Buddhadasa Bikkhu, a Thai Buddhist Monk


Monday, November 18, 2013

Putting Fun Back into CE

The website BBC Future offers intriguing insights into what the future could and might be like.  In a recent posting entitled, "Can games create an education fit for the future?," viewers are introduced to a potential educational advance using video games for teaching and assessment. The example given is of a new version of the popular game, SimCity, which is called "SimCityEDU: Pollution Challenge."  It teaches players how to manage pollution in a simulated city and provides teachers with a way to assess how well their students understand and are mastering such things as systems thinking, a skill required for doing well in the 21st century working world.  The goal, more generally, is to bring 21st century technologies into the classroom for 21st century education and learning.
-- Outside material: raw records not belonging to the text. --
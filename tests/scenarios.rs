use float_cmp::approx_eq;
use vpindex::{Error, Point, VPTree, VPTreeBuilder, VantageSelection, L1, L2};

fn abcd() -> Vec<Point<f64, char>> {
    vec![
        Point::new(vec![0.0, 0.0], 'A'),
        Point::new(vec![1.0, 0.0], 'B'),
        Point::new(vec![0.0, 2.0], 'C'),
        Point::new(vec![5.0, 5.0], 'D'),
    ]
}

#[test]
fn four_point_knn() {
    for seed in 0..32 {
        let tree = VPTreeBuilder::new(L2).seed(seed).build(abcd()).unwrap();
        let hits = tree.search_knn(&[0.0, 0.0], 2).unwrap();
        let got: Vec<_> = hits.iter().map(|(d, p)| (*d, *p.id())).collect();
        assert_eq!(got, vec![(0.0, 'A'), (1.0, 'B')], "seed {}", seed);
    }
}

#[test]
fn four_point_range() {
    for seed in 0..32 {
        let tree = VPTreeBuilder::new(L2).seed(seed).build(abcd()).unwrap();
        let mut ids: Vec<_> = tree
            .search_range(&[0.0, 0.0], 2.5)
            .unwrap()
            .into_iter()
            .map(|(_, p)| *p.id())
            .collect();
        ids.sort();
        assert_eq!(ids, vec!['A', 'B', 'C'], "seed {}", seed);
    }
}

#[test]
fn four_point_everything() {
    let tree = VPTree::new(abcd(), L2).unwrap();
    let hits = tree.search_knn(&[0.0, 0.0], 10).unwrap();
    let ids: Vec<_> = hits.iter().map(|(_, p)| *p.id()).collect();
    assert_eq!(ids, vec!['A', 'B', 'C', 'D']);
    assert!(approx_eq!(f64, hits[3].0, 50f64.sqrt(), ulps = 2));

    let all = tree.search_range(&[0.0, 0.0], f64::INFINITY).unwrap();
    assert_eq!(all.len(), 4);
}

#[test]
fn single_point_tree() {
    let tree = VPTree::new(vec![Point::new(vec![3.0, 4.0], 'Z')], L2).unwrap();
    assert!(tree.root().is_leaf());

    let hits = tree.search_knn(&[0.0, 0.0], 5).unwrap();
    assert_eq!(hits.len(), 1);
    assert_eq!(*hits[0].1.id(), 'Z');
    assert!(approx_eq!(f64, hits[0].0, 5.0, ulps = 2));

    assert_eq!(tree.search_range(&[0.0, 0.0], 5.5).unwrap().len(), 1);
    assert!(tree.search_range(&[0.0, 0.0], 5.0).unwrap().is_empty());
}

#[test]
fn errors_come_before_results() {
    let tree = VPTree::new(abcd(), L1).unwrap();
    assert!(matches!(tree.search_knn(&[0.0, 0.0], 0), Err(Error::InvalidQuery(_))));
    assert!(matches!(
        tree.search_range(&[0.0, 0.0], -0.5),
        Err(Error::InvalidQuery(_))
    ));
    assert_eq!(
        tree.search_knn(&[0.0], 1).err(),
        Some(Error::DimensionMismatch { expected: 2, actual: 1 })
    );
    assert!(matches!(
        VPTree::<f64, char, _>::new(Vec::new(), L1),
        Err(Error::InvalidInput(_))
    ));
}

#[test]
fn overflowing_distances_are_rejected() {
    // Squares of these coordinates overflow f32, so L2 yields infinity.
    let far: Vec<_> = [0.0f32, 1e20, 2e20, 3e20]
        .iter()
        .enumerate()
        .map(|(i, &x)| Point::new(vec![x], i))
        .collect();
    for seed in 0..8 {
        let result = VPTreeBuilder::new(L2).seed(seed).build(far.clone());
        assert!(matches!(result, Err(Error::InvalidDistance(_))), "seed {}", seed);
    }

    // A tree over tame points still refuses a query that overflows.
    let near: Vec<_> = (0..4).map(|i| Point::new(vec![i as f32], i)).collect();
    let tree = VPTreeBuilder::new(L2).seed(0).build(near).unwrap();
    assert!(matches!(
        tree.search_knn(&[1e20f32], 4),
        Err(Error::InvalidDistance(_))
    ));
    assert!(matches!(
        tree.search_range(&[1e20f32], 1.0),
        Err(Error::InvalidDistance(_))
    ));
    assert!(matches!(
        tree.nearest_neighbor(&[1e20f32]),
        Err(Error::InvalidDistance(_))
    ));
}

#[test]
fn large_finite_distances_keep_every_neighbor() {
    let wide: Vec<_> = [0.0f32, 1e15, 2e15, 3e15]
        .iter()
        .enumerate()
        .map(|(i, &x)| Point::new(vec![x], i))
        .collect();
    for seed in 0..8 {
        let tree = VPTreeBuilder::new(L2).seed(seed).build(wide.clone()).unwrap();
        let hits = tree.search_knn(&[0.0f32], 4).unwrap();
        let ids: Vec<_> = hits.iter().map(|(_, p)| *p.id()).collect();
        assert_eq!(ids, vec![0, 1, 2, 3], "seed {}", seed);
        assert_eq!(hits[0].0, 0.0);
        assert_eq!(tree.search_range(&[0.0f32], f32::INFINITY).unwrap().len(), 4);
    }
}

/// Squared distance breaks the triangle inequality, so pruning may discard
/// the subtree that holds the true nearest neighbor. This pins down what
/// the search returns in that case.
#[test]
fn squared_distance_can_miss_the_nearest() {
    let squared = |a: &[f64], b: &[f64]| (a[0] - b[0]) * (a[0] - b[0]);
    let points: Vec<_> = [0.0, 4.0, 5.0, 10.0]
        .iter()
        .map(|&x| Point::new(vec![x], x as i32))
        .collect();

    // Deterministic shape: 10 at the root (mu = 36) with 5 inside; 0 outside
    // (mu = 16) with 4 beyond it.
    let tree = VPTreeBuilder::new(squared)
        .selection(VantageSelection::FarthestFromCentroid)
        .build(points)
        .unwrap();
    let root = tree.root();
    assert_eq!(*root.vantage_point().id(), 10);
    assert_eq!(root.threshold(), Some(36.0));
    assert_eq!(*root.inner().unwrap().vantage_point().id(), 5);
    let outer = root.outer().unwrap();
    assert_eq!(*outer.vantage_point().id(), 0);
    assert_eq!(outer.threshold(), Some(16.0));
    assert_eq!(*outer.outer().unwrap().vantage_point().id(), 4);

    // Brute force says 4 (at 2.25); the tree answers 0 (at 6.25).
    let hits = tree.search_knn(&[2.5], 1).unwrap();
    assert_eq!(hits.len(), 1);
    assert_eq!(*hits[0].1.id(), 0);
    assert_eq!(hits[0].0, 6.25);

    // A true metric over the same points finds it.
    let tree = VPTreeBuilder::new(L1)
        .selection(VantageSelection::FarthestFromCentroid)
        .build(vec![
            Point::new(vec![0.0], 0),
            Point::new(vec![4.0], 4),
            Point::new(vec![5.0], 5),
            Point::new(vec![10.0], 10),
        ])
        .unwrap();
    let hits = tree.search_knn(&[2.5], 1).unwrap();
    assert_eq!(*hits[0].1.id(), 4);
}

#[test]
fn concurrent_queries_share_one_tree() {
    fn assert_send_sync<T: Send + Sync>(_: &T) {}

    let points: Vec<_> = (0..500)
        .map(|i| Point::new(vec![(i % 25) as f64, (i / 25) as f64], i))
        .collect();
    let tree = VPTreeBuilder::new(L2).seed(11).build(points).unwrap();
    assert_send_sync(&tree);

    std::thread::scope(|s| {
        let handles: Vec<_> = (0..4)
            .map(|t| {
                let tree = &tree;
                s.spawn(move || {
                    let q = [t as f64 * 5.0, t as f64 * 4.0];
                    let knn = tree.search_knn(&q, 7).unwrap();
                    let range = tree.search_range(&q, 2.0).unwrap();
                    (knn.len(), range.len())
                })
            })
            .collect();
        for h in handles {
            let (k, r) = h.join().unwrap();
            assert_eq!(k, 7);
            // Points within distance 2 of a lattice point: itself, 4 at 1,
            // 4 at sqrt(2); the 4 at distance 2 are excluded. Queries on the
            // edge of the grid see fewer.
            assert!(r >= 4 && r <= 9, "range found {}", r);
        }
    });
}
That set me to thinking.  One of the greatest challenges for mainline Christian educators is to make the study of the Bible compelling for the folks in the pews.  Every church has a few members that are "interested in the Bible" and regularly populate its Bible studies.  Rarely is an entire church or even a significant slice of the congregation so interested, which leaves our churches depressingly biblically illiterate.  It is, furthermore, generally impossible to move beyond the Bible into such fields of study as Christian ethics, theology, and spiritual practices such as meditation.  But, if we had a set of games that would take us into the world of the Bible, perhaps the whole realm of grass roots Christian education could be transformed into something interesting and fun, as well as beneficial and informative—something that our young people would relish rather than resist, something that adults would look forward to rather than avoid.  And well-done Christian education games would make quality CE available to even the smallest of churches, to small groups within churches, and to individual members who want to strike out on their own.

In many corners of the faith, creative people are rethinking what it means to be a community of faith.  In that context, it is possible that in fifty years the traditional mainline congregation has gone the way of the wooly mammoth, and in its place we will find a variety of "churches" availing themselves of a variety of 21st century technologies.  Among those technologies, there will be creative and even inspiring learning games, which bring the faith alive in new ways.  Amen.